И еще радио. Голоса далеких миров, оркестры и смех, речи и оперы, все слушал он, приобщаясь этим к миру, выключенному для него.
Он так полюбил свое одиночество, что по утрам, вставая, легкий и освеженный, молил судьбу, чтобы оно продлилось как можно дольше.
20/V
Итак — исключен.
Вчера днем на заседании партгруппы я выслушивал хлесткие и унизительные слова. Фадеев с каменным лицом обзывал меня пошляком и мещанином, переродившимся буржуазным человеком и никудышным художником. Он говорил как непререкаемый авторитет, и непонятно было, откуда у него бралась совесть говорить все это? Разве только от сознания, что у самого все далеко не чисто и сейчас твердокаменностью своей надо поскорее огородить себя от возможных подозрений и послаблений. Печально. И прежде всего для него печально как человека и писателя.
Потом что-то городил Березовский. Он уже давно ничего не пишет, но именно от этого он выступает на партгруппах с непогрешимым видом. Он ведь ни в чем не виноват, он ничего не пишет, ничего не делает вообще, он только сидит на всех заседаниях и берет каждый раз слово и говорит, говорит, говорит. Ставский и Юдин пересмеивались, шептались о чем-то постороннем, не слушали его, для них все уже было решено до заседания.
Вначале я волновался, и слезы выступили, а потом вдруг сразу все прошло, как ухнуло, и я стал прислушиваться к тому, что говорят обо мне, с большим интересом.
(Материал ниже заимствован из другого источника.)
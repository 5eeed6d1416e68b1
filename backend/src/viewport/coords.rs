//! Screen ⇄ map coordinate conversion
//!
//! Stateless and total: every function is defined for any finite input and
//! any viewport with a non-zero zoom (the controller never produces one).

use super::ViewportState;
use crate::core::geometry::Point;

/// Map point currently drawn under a screen point
///
/// # Example
/// ```
/// use virtual_office_core::viewport::{map_point_under_screen_point, ViewportState};
/// use virtual_office_core::Point;
///
/// let vp = ViewportState::new(2.0, 100.0, -50.0);
/// let map = map_point_under_screen_point(Point::new(300.0, 150.0), &vp);
/// assert_eq!(map, Point::new(100.0, 100.0));
/// ```
pub fn map_point_under_screen_point(screen: Point, viewport: &ViewportState) -> Point {
    Point {
        x: (screen.x - viewport.offset_x) / viewport.zoom,
        y: (screen.y - viewport.offset_y) / viewport.zoom,
    }
}

/// Screen point a map point is drawn at
pub fn screen_point_for_map_point(map: Point, viewport: &ViewportState) -> Point {
    Point {
        x: map.x * viewport.zoom + viewport.offset_x,
        y: map.y * viewport.zoom + viewport.offset_y,
    }
}

/// Offset that draws `map` exactly at `screen` under `zoom`
///
/// Used both for pivot-preserving zoom and for centring the camera.
pub fn offset_pinning(map: Point, screen: Point, zoom: f64) -> (f64, f64) {
    (screen.x - map.x * zoom, screen.y - map.y * zoom)
}
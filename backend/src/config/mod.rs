//! Office configuration
//!
//! Every section deserializes with defaults, so a config file only needs the
//! fields it overrides:
//!
//! ```
//! use virtual_office_core::OfficeConfig;
//!
//! let config = OfficeConfig::from_json_str(r#"{ "rng_seed": 7, "meeting": { "hold_ms": 5000 } }"#).unwrap();
//! assert_eq!(config.rng_seed, 7);
//! assert_eq!(config.meeting.hold_ms, 5000);
//! assert_eq!(config.map.floor_width, 3000.0);
//! ```

mod validation;

use crate::core::geometry::{Bounds, Point};
use serde::{Deserialize, Serialize};
use std::path::Path;
use std::time::Duration;
use thiserror::Error;

/// Configuration errors
#[derive(Debug, Error)]
pub enum ConfigError {
    #[error("Invalid floor: {0}")]
    InvalidFloor(String),

    #[error("Invalid screen size: {width}x{height}")]
    InvalidScreen { width: f64, height: f64 },

    #[error("Invalid zoom range: min {min}, max {max}")]
    InvalidZoomRange { min: f64, max: f64 },

    #[error("{field} = {value} is outside the zoom range [{min}, {max}]")]
    ZoomOutOfRange {
        field: &'static str,
        value: f64,
        min: f64,
        max: f64,
    },

    #[error("Invalid motion config: {0}")]
    InvalidMotion(String),

    #[error("Invalid meeting config: {0}")]
    InvalidMeeting(String),

    #[error("Failed to parse config: {0}")]
    Parse(#[from] serde_json::Error),

    #[error("Failed to read config: {0}")]
    Io(#[from] std::io::Error),
}

/// Complete office configuration
#[derive(Debug, Clone, PartialEq, Serialize, Deserialize)]
#[serde(default)]
pub struct OfficeConfig {
    /// Seed for every random draw (spawn points, wander targets and intervals)
    pub rng_seed: u64,
    pub map: MapConfig,
    pub viewport: ViewportConfig,
    pub motion: MotionConfig,
    pub meeting: MeetingConfig,
    pub reasoning: ReasoningConfig,
}

impl Default for OfficeConfig {
    fn default() -> Self {
        Self {
            rng_seed: 42,
            map: MapConfig::default(),
            viewport: ViewportConfig::default(),
            motion: MotionConfig::default(),
            meeting: MeetingConfig::default(),
            reasoning: ReasoningConfig::default(),
        }
    }
}

impl OfficeConfig {
    pub fn from_json_str(json: &str) -> Result<Self, ConfigError> {
        Ok(serde_json::from_str(json)?)
    }

    pub fn from_json_file(path: impl AsRef<Path>) -> Result<Self, ConfigError> {
        let raw = std::fs::read_to_string(path)?;
        Self::from_json_str(&raw)
    }

    /// Walkable floor area
    pub fn floor_bounds(&self) -> Bounds {
        Bounds::floor(
            self.map.floor_width,
            self.map.floor_height,
            self.map.margin_x,
            self.map.margin_y,
        )
    }

    /// Where agents converge for a meeting (the central plaza unless overridden)
    pub fn rally_point(&self) -> Point {
        self.meeting.rally_point.unwrap_or(self.map.central_plaza)
    }
}

/// Floor plan
#[derive(Debug, Clone, PartialEq, Serialize, Deserialize)]
#[serde(default)]
pub struct MapConfig {
    pub floor_width: f64,
    pub floor_height: f64,
    /// Agents never walk closer than this to the left/right walls
    pub margin_x: f64,
    /// Agents never walk closer than this to the top/bottom walls
    pub margin_y: f64,
    /// Point the camera starts on and resets to
    pub central_plaza: Point,
}

impl Default for MapConfig {
    fn default() -> Self {
        Self {
            floor_width: 3000.0,
            floor_height: 2000.0,
            margin_x: 200.0,
            margin_y: 200.0,
            central_plaza: Point::new(1500.0, 1000.0),
        }
    }
}

/// Camera limits and input steps
#[derive(Debug, Clone, PartialEq, Serialize, Deserialize)]
#[serde(default)]
pub struct ViewportConfig {
    pub screen_width: f64,
    pub screen_height: f64,
    pub default_zoom: f64,
    pub min_zoom: f64,
    pub max_zoom: f64,
    /// Zoom change per wheel notch
    pub wheel_step: f64,
    /// Zoom change per zoom-button press
    pub button_step: f64,
    /// Zoom used when the camera jumps to a selected agent
    pub focus_zoom: f64,
}

impl Default for ViewportConfig {
    fn default() -> Self {
        Self {
            screen_width: 1280.0,
            screen_height: 800.0,
            default_zoom: 0.8,
            min_zoom: 0.3,
            max_zoom: 2.0,
            wheel_step: 0.05,
            button_step: 0.2,
            focus_zoom: 1.0,
        }
    }
}

/// Agent movement tuning
#[derive(Debug, Clone, PartialEq, Serialize, Deserialize)]
#[serde(default)]
pub struct MotionConfig {
    /// Fraction of the remaining distance covered each tick
    pub lerp_rate: f64,
    /// Below this distance an agent counts as arrived and stops moving
    pub arrive_threshold: f64,
    /// Minimum travel between two position notifications
    pub notify_distance: f64,
    pub wander_min_ms: u64,
    pub wander_max_ms: u64,
    /// How long the speaking wobble lasts once triggered
    pub wobble_ms: u64,
    /// Distance to target above which an agent is drawn walking
    pub walking_threshold: f64,
}

impl Default for MotionConfig {
    fn default() -> Self {
        Self {
            lerp_rate: 0.02,
            arrive_threshold: 1.0,
            notify_distance: 50.0,
            wander_min_ms: 4000,
            wander_max_ms: 7000,
            wobble_ms: 2000,
            walking_threshold: 10.0,
        }
    }
}

/// Emergency meeting choreography
#[derive(Debug, Clone, PartialEq, Serialize, Deserialize)]
#[serde(default)]
pub struct MeetingConfig {
    /// Notice category that starts a meeting
    pub trigger_category: String,
    /// Defaults to the map's central plaza
    pub rally_point: Option<Point>,
    /// Agents spread on a circle of this radius around the rally point
    pub rally_radius: f64,
    pub elevated_zoom: f64,
    pub fade_ms: u64,
    pub hold_ms: u64,
    /// Shown for agents whose reaction request failed
    pub fallback_reaction: String,
}

impl Default for MeetingConfig {
    fn default() -> Self {
        Self {
            trigger_category: "emergency meeting".to_string(),
            rally_point: None,
            rally_radius: 150.0,
            elevated_zoom: 1.2,
            fade_ms: 600,
            hold_ms: 15_000,
            fallback_reaction: "Bleep?!".to_string(),
        }
    }
}

/// Retry policy and canned replies for the reasoning client
#[derive(Debug, Clone, PartialEq, Serialize, Deserialize)]
#[serde(default)]
pub struct ReasoningConfig {
    /// Retries after the first attempt
    pub max_retries: u32,
    /// Delay before the first retry; doubles after each further failure
    pub initial_backoff_ms: u64,
    /// Upper bound on a single attempt
    pub attempt_timeout_ms: u64,
    /// Used when the client answers with an empty text
    pub empty_reaction: String,
    /// Chat reply used when every attempt failed
    pub chat_fallback: String,
}

impl Default for ReasoningConfig {
    fn default() -> Self {
        Self {
            max_retries: 3,
            initial_backoff_ms: 1000,
            attempt_timeout_ms: 10_000,
            empty_reaction: "That's big news!".to_string(),
            chat_fallback: "Bzzt... bad signal, try again!".to_string(),
        }
    }
}

impl ReasoningConfig {
    pub fn initial_backoff(&self) -> Duration {
        Duration::from_millis(self.initial_backoff_ms)
    }

    pub fn attempt_timeout(&self) -> Duration {
        Duration::from_millis(self.attempt_timeout_ms)
    }
}
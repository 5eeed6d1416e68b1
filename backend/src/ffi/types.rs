//! Type conversion utilities for FFI boundary
//!
//! Converts between Rust types and PyO3-compatible types (PyDict, lists of dicts).

use pyo3::exceptions::{PyKeyError, PyRuntimeError, PyValueError};
use pyo3::prelude::*;
use pyo3::types::PyDict;

use crate::models::agent::Facing;
use crate::orchestrator::{
    AgentView, MeetingTrigger, OfficeSnapshot, ReactionBatch, SimulationError, TickResult,
};

/// Map engine errors onto the closest Python exception
pub fn simulation_error_to_py(err: SimulationError) -> PyErr {
    match err {
        SimulationError::AgentNotFound(_) => PyKeyError::new_err(err.to_string()),
        SimulationError::InvalidConfig(_) | SimulationError::DuplicateAgent(_) => {
            PyValueError::new_err(err.to_string())
        }
        SimulationError::SerializationError(_) => PyRuntimeError::new_err(err.to_string()),
    }
}

fn facing_name(facing: Facing) -> &'static str {
    match facing {
        Facing::Left => "left",
        Facing::Right => "right",
    }
}

/// Convert TickResult to Python dict
pub fn tick_result_to_py(py: Python, result: &TickResult) -> PyResult<Py<PyDict>> {
    let dict = PyDict::new(py);

    dict.set_item("tick", result.tick)?;
    dict.set_item("time_ms", result.time_ms)?;
    dict.set_item("moved", result.moved)?;
    dict.set_item("phase", format!("{:?}", result.phase))?;

    let mut notifications = Vec::with_capacity(result.notifications.len());
    for change in &result.notifications {
        let item = PyDict::new(py);
        item.set_item("agent_id", &change.agent_id)?;
        item.set_item("x", change.position.x)?;
        item.set_item("y", change.position.y)?;
        item.set_item("facing", facing_name(change.facing))?;
        notifications.push(item);
    }
    dict.set_item("notifications", notifications)?;

    Ok(dict.unbind())
}

/// Convert MeetingTrigger to Python dict (`started` plus id or reason)
pub fn trigger_to_py(py: Python, trigger: &MeetingTrigger) -> PyResult<Py<PyDict>> {
    let dict = PyDict::new(py);
    match trigger {
        MeetingTrigger::Started { meeting_id } => {
            dict.set_item("started", true)?;
            dict.set_item("meeting_id", meeting_id.to_string())?;
        }
        MeetingTrigger::Ignored { reason } => {
            dict.set_item("started", false)?;
            dict.set_item("reason", format!("{:?}", reason))?;
        }
    }
    Ok(dict.unbind())
}

pub fn reaction_batch_to_py(py: Python, batch: &ReactionBatch) -> PyResult<Py<PyDict>> {
    let dict = PyDict::new(py);
    dict.set_item("meeting_id", batch.meeting_id.to_string())?;

    let mut requests = Vec::with_capacity(batch.requests.len());
    for request in &batch.requests {
        let item = PyDict::new(py);
        item.set_item("agent_id", &request.agent_id)?;
        item.set_item("agent_name", &request.agent_name)?;
        item.set_item("context", &request.context)?;
        requests.push(item);
    }
    dict.set_item("requests", requests)?;

    Ok(dict.unbind())
}

fn agent_view_to_py<'py>(py: Python<'py>, agent: &AgentView) -> PyResult<Bound<'py, PyDict>> {
    let dict = PyDict::new(py);
    dict.set_item("id", &agent.id)?;
    dict.set_item("name", &agent.name)?;
    dict.set_item("color", &agent.color)?;
    dict.set_item("x", agent.position.x)?;
    dict.set_item("y", agent.position.y)?;
    dict.set_item("target_x", agent.target.x)?;
    dict.set_item("target_y", agent.target.y)?;
    dict.set_item("facing", facing_name(agent.facing))?;
    dict.set_item("is_wobbling", agent.is_wobbling)?;
    dict.set_item("is_walking", agent.is_walking)?;
    dict.set_item("is_forced", agent.forced_target.is_some())?;
    dict.set_item("reaction", agent.reaction.clone())?;
    dict.set_item("chat_line", agent.chat_line.clone())?;
    dict.set_item("tags", agent.tags.clone())?;
    dict.set_item("active_thought", agent.active_thought.clone())?;
    dict.set_item("is_thinking", agent.is_thinking)?;
    dict.set_item("is_active", agent.is_active)?;
    Ok(dict)
}

/// Convert OfficeSnapshot to Python dict
pub fn snapshot_to_py(py: Python, snapshot: &OfficeSnapshot) -> PyResult<Py<PyDict>> {
    let dict = PyDict::new(py);

    dict.set_item("tick", snapshot.tick)?;
    dict.set_item("time_ms", snapshot.time_ms)?;
    dict.set_item("zoom", snapshot.viewport.zoom)?;
    dict.set_item("offset_x", snapshot.viewport.offset_x)?;
    dict.set_item("offset_y", snapshot.viewport.offset_y)?;
    dict.set_item("input_suspended", snapshot.input_suspended)?;
    dict.set_item("meeting_active", snapshot.meeting_active)?;
    dict.set_item("phase", format!("{:?}", snapshot.phase))?;

    let agents = snapshot
        .agents
        .iter()
        .map(|agent| agent_view_to_py(py, agent))
        .collect::<PyResult<Vec<_>>>()?;
    dict.set_item("agents", agents)?;

    Ok(dict.unbind())
}
impl OfficeEngine {
    /// Create a new engine from configuration
    ///
    /// The camera starts centred on the central plaza at `default_zoom`.
    pub fn new(config: OfficeConfig) -> Result<Self, SimulationError> {
        config
            .validate_or_err()
            .map_err(|e| SimulationError::InvalidConfig(e.to_string()))?;

        let plaza = config.map.central_plaza;
        let viewport = ViewportController::new(&config.viewport, plaza);
        let motion = MotionSimulator::new(config.motion.clone(), config.floor_bounds());
        let meeting = MeetingOrchestrator::new(config.meeting.clone(), config.rally_point());

        info!(seed = config.rng_seed, "Office engine initialised");

        Ok(Self {
            rng: RngManager::new(config.rng_seed),
            clock: SimClock::new(),
            viewport,
            motion,
            meeting,
            event_log: EventLog::new(),
            speaking: BTreeSet::new(),
            chat_lines: BTreeMap::new(),
            pending_chats: BTreeMap::new(),
            tags: BTreeMap::new(),
            thoughts: BTreeMap::new(),
            active_agent: None,
            config,
        })
    }

    // ========================================================================
    // Accessors
    // ========================================================================

    pub fn config(&self) -> &OfficeConfig {
        &self.config
    }

    pub fn clock(&self) -> &SimClock {
        &self.clock
    }

    pub fn current_tick(&self) -> u64 {
        self.clock.current_tick()
    }

    pub fn now_ms(&self) -> u64 {
        self.clock.now_ms()
    }

    pub fn viewport(&self) -> &ViewportController {
        &self.viewport
    }

    pub fn viewport_state(&self) -> ViewportState {
        self.viewport.state()
    }

    pub fn motion(&self) -> &MotionSimulator {
        &self.motion
    }

    pub fn meeting(&self) -> &MeetingOrchestrator {
        &self.meeting
    }

    pub fn phase(&self) -> MeetingPhase {
        self.meeting.phase()
    }

    pub fn event_log(&self) -> &EventLog {
        &self.event_log
    }

    pub fn agent_count(&self) -> usize {
        self.motion.len()
    }

    pub fn active_agent(&self) -> Option<&str> {
        self.active_agent.as_deref()
    }

    /// Speaking flag set by the chat collaborator, or a chat turn in flight
    pub fn is_speaking(&self, agent_id: &str) -> bool {
        self.speaking.contains(agent_id) || self.pending_chats.contains_key(agent_id)
    }

    pub fn is_thinking(&self, agent_id: &str) -> bool {
        self.pending_chats.contains_key(agent_id)
    }

    /// State tags gathered from chat turns, sorted
    pub fn agent_tags(&self, agent_id: &str) -> Vec<String> {
        self.tags
            .get(agent_id)
            .map(|tags| tags.iter().cloned().collect())
            .unwrap_or_default()
    }

    pub fn active_thought(&self, agent_id: &str) -> Option<&str> {
        self.thoughts.get(agent_id).map(String::as_str)
    }

    pub fn chat_line(&self, agent_id: &str) -> Option<&str> {
        self.chat_lines.get(agent_id).map(String::as_str)
    }

    fn require_agent(&self, agent_id: &str) -> Result<(), SimulationError> {
        if self.motion.contains(agent_id) {
            Ok(())
        } else {
            Err(SimulationError::AgentNotFound(agent_id.to_string()))
        }
    }

    fn collect_meeting_events(&mut self) {
        for event in self.meeting.drain_events() {
            self.event_log.log(event);
        }
    }

    // ========================================================================
    // Agents
    // ========================================================================

    /// Add an agent; without an explicit position it lands on a random walkable point
    pub fn spawn_agent(&mut self, spec: AgentSpec) -> Result<(), SimulationError> {
        let agent_id = spec.id.clone();
        let position = self.motion.spawn(spec, self.clock.now_ms(), &mut self.rng)?;
        self.event_log.log(Event::AgentSpawned {
            tick: self.clock.current_tick(),
            time_ms: self.clock.now_ms(),
            agent_id,
            position,
        });
        Ok(())
    }

    /// Chat collaborator's "is speaking" signal
    pub fn set_speaking(&mut self, agent_id: &str, speaking: bool) -> Result<(), SimulationError> {
        self.require_agent(agent_id)?;
        if speaking {
            self.speaking.insert(agent_id.to_string());
        } else {
            self.speaking.remove(agent_id);
        }
        Ok(())
    }

    /// Store an agent's latest chat reply for bubble display
    pub fn record_chat_reply(&mut self, agent_id: &str, text: impl Into<String>) -> Result<(), SimulationError> {
        self.require_agent(agent_id)?;
        let text = text.into();
        self.event_log.log(Event::ChatReply {
            tick: self.clock.current_tick(),
            time_ms: self.clock.now_ms(),
            agent_id: agent_id.to_string(),
            text: text.clone(),
        });
        self.chat_lines.insert(agent_id.to_string(), text);
        Ok(())
    }

    /// Open a chat turn: the agent speaks and thinks until its reply lands
    ///
    /// Turns stack; the agent stays speaking until every open turn is
    /// finished.
    pub fn begin_chat(&mut self, agent_id: &str) -> Result<ChatTurn, SimulationError> {
        let agent_name = self
            .motion
            .agent(agent_id)
            .map(|a| a.name().to_string())
            .ok_or_else(|| SimulationError::AgentNotFound(agent_id.to_string()))?;
        *self.pending_chats.entry(agent_id.to_string()).or_insert(0) += 1;
        Ok(ChatTurn {
            agent_name,
            tags: self.agent_tags(agent_id),
        })
    }

    /// Close one chat turn with the agent's decided next state
    pub fn finish_chat(&mut self, agent_id: &str, state: NextState) -> Result<(), SimulationError> {
        self.require_agent(agent_id)?;
        if let Some(open) = self.pending_chats.get_mut(agent_id) {
            *open -= 1;
            if *open == 0 {
                self.pending_chats.remove(agent_id);
            }
        }

        if state.tags().next().is_some() {
            let tags = self.tags.entry(agent_id.to_string()).or_default();
            tags.extend(state.tags().map(str::to_string));
            self.event_log.log(Event::ThoughtRecorded {
                tick: self.clock.current_tick(),
                time_ms: self.clock.now_ms(),
                agent_id: agent_id.to_string(),
                thought_tag: state.thought_tag.clone(),
                action_tag: state.action_tag.clone(),
            });
        }
        if !state.reasoning.trim().is_empty() {
            self.thoughts.insert(agent_id.to_string(), state.reasoning);
        }
        self.record_chat_reply(agent_id, state.message)
    }

    /// Mark an agent as the UI's active one and bring it into view
    ///
    /// While a meeting is running the camera belongs to the meeting, so only
    /// the selection changes.
    pub fn select_agent(&mut self, agent_id: &str) -> Result<(), SimulationError> {
        let position = self
            .motion
            .agent(agent_id)
            .map(|a| a.position())
            .ok_or_else(|| SimulationError::AgentNotFound(agent_id.to_string()))?;
        self.active_agent = Some(agent_id.to_string());
        if !self.meeting.is_active() {
            self.viewport.center_on(position, Some(self.config.viewport.focus_zoom));
        }
        Ok(())
    }

    pub fn subscribe_positions(&mut self, listener: PositionListener) {
        self.motion.subscribe(listener);
    }

    // ========================================================================
    // Tick loop
    // ========================================================================

    /// Advance the office by `dt_ms` of simulated time
    pub fn tick(&mut self, dt_ms: u64) -> TickResult {
        self.clock.advance(dt_ms);
        let tick = self.clock.current_tick();
        let now_ms = self.clock.now_ms();

        let speaking = &self.speaking;
        let chatting = &self.pending_chats;
        let step = self.motion.step(tick, now_ms, &mut self.rng, |id| {
            speaking.contains(id) || chatting.contains_key(id)
        });

        self.meeting
            .advance(&self.clock, &mut self.motion, &mut self.viewport);
        self.collect_meeting_events();

        TickResult {
            tick,
            time_ms: now_ms,
            moved: step.moved,
            notifications: step.notifications,
            phase: self.meeting.phase(),
        }
    }

    // ========================================================================
    // Meetings
    // ========================================================================

    /// Post a notice; a trigger notice starts a meeting when none is running
    pub fn submit_notice(&mut self, notice: Notice) -> MeetingTrigger {
        self.event_log.log(Event::NoticeSubmitted {
            tick: self.clock.current_tick(),
            time_ms: self.clock.now_ms(),
            notice_id: notice.id.clone(),
            category: notice.category.clone(),
        });

        let rng = &mut self.rng;
        let outcome = self
            .meeting
            .submit_notice(&notice, &self.clock, &mut self.viewport, || mint_meeting_id(rng));
        self.collect_meeting_events();

        if let MeetingTrigger::Started { meeting_id } = outcome {
            debug!(meeting_id = %meeting_id, notice_id = %notice.id, "Meeting started");
        }
        outcome
    }

    /// Pending reaction fan-out, if a meeting just started convening
    pub fn take_reaction_batch(&mut self) -> Option<ReactionBatch> {
        self.meeting.take_reaction_batch()
    }

    /// Hand back the settled fan-out; false if it no longer applies
    pub fn settle_reactions(&mut self, meeting_id: Uuid, outcomes: Vec<ReactionOutcome>) -> bool {
        let accepted = self.meeting.settle_reactions(meeting_id, outcomes, &self.clock);
        self.collect_meeting_events();
        accepted
    }

    // ========================================================================
    // Pointer input
    // ========================================================================

    pub fn on_wheel(&mut self, delta_y: f64, screen: Point) {
        self.viewport.on_wheel(delta_y, screen);
    }

    pub fn on_pointer_down(&mut self, screen: Point) {
        self.viewport.on_pointer_down(screen);
    }

    pub fn on_pointer_move(&mut self, screen: Point) {
        self.viewport.on_pointer_move(screen);
    }

    pub fn on_pointer_up(&mut self) {
        self.viewport.on_pointer_up();
    }

    pub fn zoom_in(&mut self) -> bool {
        self.viewport.zoom_in()
    }

    pub fn zoom_out(&mut self) -> bool {
        self.viewport.zoom_out()
    }

    /// Home button: plaza centred at the default zoom
    pub fn reset_view(&mut self) {
        if self.viewport.is_input_suspended() {
            return;
        }
        self.viewport
            .center_on(self.config.map.central_plaza, Some(self.config.viewport.default_zoom));
    }

    pub fn resize(&mut self, width: f64, height: f64) {
        self.viewport.resize(width, height);
    }

    // ========================================================================
    // Render view
    // ========================================================================

    pub fn snapshot(&self) -> OfficeSnapshot {
        let now_ms = self.clock.now_ms();
        let agents = self
            .motion
            .agents()
            .iter()
            .map(|agent| AgentView {
                id: agent.id().to_string(),
                name: agent.name().to_string(),
                color: agent.color().to_string(),
                position: agent.position(),
                target: agent.target(),
                facing: agent.facing(),
                is_wobbling: agent.is_wobbling(now_ms),
                is_walking: self.motion.is_walking(agent),
                forced_target: agent.forced_target(),
                reaction: self.meeting.reaction_for(agent.id()).map(str::to_string),
                chat_line: self.chat_line(agent.id()).map(str::to_string),
                tags: self.agent_tags(agent.id()),
                active_thought: self.active_thought(agent.id()).map(str::to_string),
                is_thinking: self.is_thinking(agent.id()),
                is_active: self.active_agent.as_deref() == Some(agent.id()),
            })
            .collect();

        OfficeSnapshot {
            tick: self.clock.current_tick(),
            time_ms: now_ms,
            viewport: self.viewport.state(),
            input_suspended: self.meeting.input_suspended(),
            meeting_active: self.meeting.is_active(),
            phase: self.meeting.phase(),
            agents,
        }
    }
}
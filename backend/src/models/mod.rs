//! Domain models for the virtual office

pub mod agent;
pub mod event;
pub mod notice;

// Re-exports
pub use agent::{Agent, AgentSpec, Facing, MotionMode};
pub use event::{Event, EventLog};
pub use notice::Notice;
//! Orchestrator - office engine and meeting phase machine
//!
//! See `engine.rs` for the tick loop and `meeting.rs` for the emergency
//! meeting choreography.

pub mod checkpoint;
pub mod engine;
pub mod meeting;

// Re-export main types for convenience
pub use engine::{ChatTurn, OfficeEngine, SimulationError, TickResult};
pub use meeting::{
    AgentRoster, CameraControl, IgnoreReason, MeetingOrchestrator, MeetingPhase, MeetingTrigger,
    ReactionBatch, ReactionOutcome, ReactionRequest,
};

// Re-export checkpoint types
pub use checkpoint::{config_hash, snapshot_digest, AgentView, OfficeSnapshot};
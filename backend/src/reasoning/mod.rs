//! Reasoning client contract
//!
//! The office never talks to a language model directly. It depends on the
//! `ReasoningClient` trait (given a prompt, produce text or fail) and
//! wraps it in a `ReactionService` that owns retries, timeouts and the
//! fallback strings, so callers always get text back.

pub mod prompt;
pub mod retry;
pub mod scripted;
pub mod state;

pub use retry::{ReactionService, RetryPolicy};
pub use scripted::ScriptedClient;
pub use state::NextState;

use async_trait::async_trait;
use std::sync::Arc;
use thiserror::Error;

/// Reasons a reasoning request can fail
#[derive(Debug, Clone, Error, PartialEq)]
pub enum ReasoningError {
    #[error("Reasoning request failed: {0}")]
    Failed(String),

    #[error("Reasoning reply could not be parsed: {0}")]
    Malformed(String),

    #[error("Reasoning request timed out after {after_ms} ms")]
    Timeout { after_ms: u64 },

    #[error("Gave up after {attempts} attempts: {last}")]
    Exhausted {
        attempts: u32,
        last: Box<ReasoningError>,
    },
}

/// Text completion backend
#[async_trait]
pub trait ReasoningClient: Send + Sync {
    async fn complete(&self, prompt: &str) -> Result<String, ReasoningError>;
}

#[async_trait]
impl<C: ReasoningClient + ?Sized> ReasoningClient for Arc<C> {
    async fn complete(&self, prompt: &str) -> Result<String, ReasoningError> {
        (**self).complete(prompt).await
    }
}

#[async_trait]
impl<C: ReasoningClient + ?Sized> ReasoningClient for Box<C> {
    async fn complete(&self, prompt: &str) -> Result<String, ReasoningError> {
        (**self).complete(prompt).await
    }
}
Опять совершился “выход в третьего”, и только лицо стало красным и белые пятна на щеках.
Потом проголосовали. Ставский сказал: “Переходим к другим делам”. Я встал и вышел в мертвой тишине, неловкой от совершившегося, потому что не один, наверное, думал про себя о несправедливости сделанного, но вместе со всеми голосовал за исключение, ибо так надо. Почему надо? Трудно сказать, такая уж волна идет, но так надо.
На дворе сел в машину, закурил, поехал медленно, соображая, что произошло… И сразу снова сошло на меня успокоение и почти радость — я ведь не виноват ни в чем, я это знаю, значит, нельзя унывать от того, чтобы тебя тоже подмели новой метлой какой-то странной паники, охватившей вдруг и Ставского, и Юдина, и Фадеева и всех, кто сейчас сохранил себя ценой бешеной клеветы и лжи на других, виноватых совсем не в том, что им приписывали и вешали.
Ехал медленно, смотрел на уличную бурную жизнь, в Москве живет четыре миллиона человек, они спешат и радуются жизни, им нет никакого дела до того, что происходит в накуренной комнате по улице Воровского, 52, и тебе должно быть легче от сознания того, что ты один из этих четырех миллионов. И так как люди, сидящие в контрольной комиссии, тоже далеки от литературных склок, то и они разберутся, поймут и восстановят рано или поздно.
Приехал на дачу. Дженни встретила бледная, еле сдерживая вопрос. Мы условились, что, если случится серьезное что-то, я приеду раньше. И я приехал раньше, она увидела машину, въезжающую во двор, и пока машина подъезжала к крыльцу, она тоскливо спрашивала себя: что такое случилось? Неужели? Да.
Пришел Сельвинский, с ним говорили с полчаса, он утешал и ободрял. О себе он говорит: “Пушкин умер 37 лет, Лермонтов тоже, мне сейчас тридцать семь. Буду думать, что я уже умер, как Пушкин, и сейчас вместо меня живет другой человек, с интересом наблюдающий, как расправляются с памятью умершего Сельвинского”.
Говорили о всей жизни человека, в которой не может не быть ошибок. И тогда, когда отвечаешь за ошибку, вдруг забывают обо всем хорошем, что тот же самый человек в своей жизни мог сделать и наверное сделал. Как Гретхен всю жизнь жила непорочной и чистой, безгрешной и доброй. Но стоило ей один — только один раз согрешить с Фаустом, как даже перед небом пошло в ад все ее прежнее благочестие и хорошесть. Грех, короткий по времени, длится куда дольше, чем хороший поступок или жизнь, которая может во времени продолжаться очень долго. Не от этого ли и бесшабашная русская поговорка — семь бед — один ответ. Ибо если все равно тяжело, надо отвечать за одну вину, то семь вин не могут усилить кары всемеро, как не могут семь паровозов гудеть всемеро сильнее одного — ухо уже не различает силы звука — и ухо судьи, особенно массы судей, которым некогда разобраться во всем, а надо руководствоваться впечатлением или директивой, тоже не различает — семь на тебе тяжелых вин или только одна короткая, все равно — вина! Вали кулем — потом разберем.